Lá estava eu, bem em frente a Starry Night, A Noite Estrelada, de Van Gogh, pendurada em uma parede nobre do quinto andar do MoMA, de Nova York. Meu filho, entusiasmado com a pintura, fazia perguntas, e eu tentava respondê-las. Fui falando sem tirar os olhos do quadro, esforçando-me para me lembrar do que havia lido sobre Van Gogh. Mas não foi disso que mais falei. O que mais falei foi do que estava vendo naquele exato instante, e do que estava sentindo.
Olha, disse para ele, olha bem: esse quadro é uma janela. É a janela de um hospício do interior da França, onde Van Gogh se internou depois de ter cortado um pedaço da própria orelha. Imagina o sofrimento dele, para decidir se internar em um manicômio. O desespero para encontrar ajuda. Esse sofrimento todo ele despejou muitas vezes na tela branca. Muitos quadros de Van Gogh gritam de dor. Mas, neste caso, não. Neste caso, não houve dor, e sim deslumbramento.
Ele escreveu uma carta para o irmão Theo contando que, em uma madrugada de verão, acordou e ficou olhando pela janela do seu quarto no sanatório. Permaneceu ali durante muito tempo, até o amanhecer, e foi essa a noite estrelada.
Lembrei-me de uma madrugada do meu passado, quando tinha vinte e poucos anos e acordei sozinho, deitado em um colchonete que me servia de cama. A luz da lua entrava por uma grande janela francesa sem cortinas. Ao meu lado, no chão, havia um radinho de pilhas, e o liguei, e um pedaço de Paralelas, do Belchior, saiu limpo do aparelho e começou a flutuar pelo quarto. "Como é perversa a juventude do meu coração, que só entende o que é cruel, o que é paixão". A melodia suave e a poesia precisa de Belchior me tocaram, e senti a grandeza do mundo e a pressa da juventude, que só se move pela paixão. Foi algo que me estourou no peito, porque entendi que aquilo não se podia controlar.
Supus que era o que sentia Van Gogh naquela madrugada, em um quarto de hospício, vendo o dia amanhecer. A luz revolta das estrelas, a lua resplandecendo amarela, o céu azul redemoinhado, a paisagem inteira subalterna ao poder da natureza e da vida.

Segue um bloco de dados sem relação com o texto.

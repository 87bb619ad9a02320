use thiserror::Error;

pub type Result<T> = std::result::Result<T, Error>;

#[derive(Error, Debug)]
pub enum Error {
    #[error("Tool not found: {0}")]
    ToolNotFound(String),

    #[error("Tool '{tool}' execution failed: {source}")]
    ToolFailed {
        tool: String,
        #[source]
        source: anyhow::Error,
    },

    #[error("Configuration error: {0}")]
    Config(String),

    #[error("Schema error: {0}")]
    Schema(String),

    #[error("Storage error: {0}")]
    Storage(String),

    #[error("Serialization error: {0}")]
    Serialization(#[from] serde_json::Error),

    #[error("IO error: {0}")]
    Io(#[from] std::io::Error),

    #[error(transparent)]
    Other(#[from] anyhow::Error),
}

impl Error {
    /// Helper for creating configuration errors
    ///
    /// # Example
    /// ```
    /// use fieldvault_core::Error;
    /// let err = Error::config_error("Invalid storage backend");
    /// ```
    pub fn config_error(msg: impl Into<String>) -> Self {
        Error::Config(msg.into())
    }

    /// Helper for creating storage errors
    pub fn storage_error(msg: impl Into<String>) -> Self {
        Error::Storage(msg.into())
    }

    /// Helper for creating schema errors
    pub fn schema_error(msg: impl Into<String>) -> Self {
        Error::Schema(msg.into())
    }
}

Olha, disse, e pensa que, há cento e trinta anos, num vilarejo desconhecido do interior da França, um homem estava olhando para essa cena pela janela de um hospício. Ele não tinha praticamente ninguém no mundo, ele não tinha sucesso, nem dinheiro, nem mesmo alegria. Ele se achava insignificante, mas era grande. Tanto que, agora, tanto tempo depois, nós estamos olhando para o que ele viu, e tentando entender o que ele sentiu. Não é a realização de uma vida?
Não sei se meu filho entendeu. Mas ele pediu uma reprodução do quadro de Van Gogh e, agora, na parede do seu quarto, abre-se uma pequena janela para um vilarejo da Provence do século 19, e para o coração de um homem que se sentia solitário e pequeno, como todos nós, muitas vezes, nos sentimos. E somos.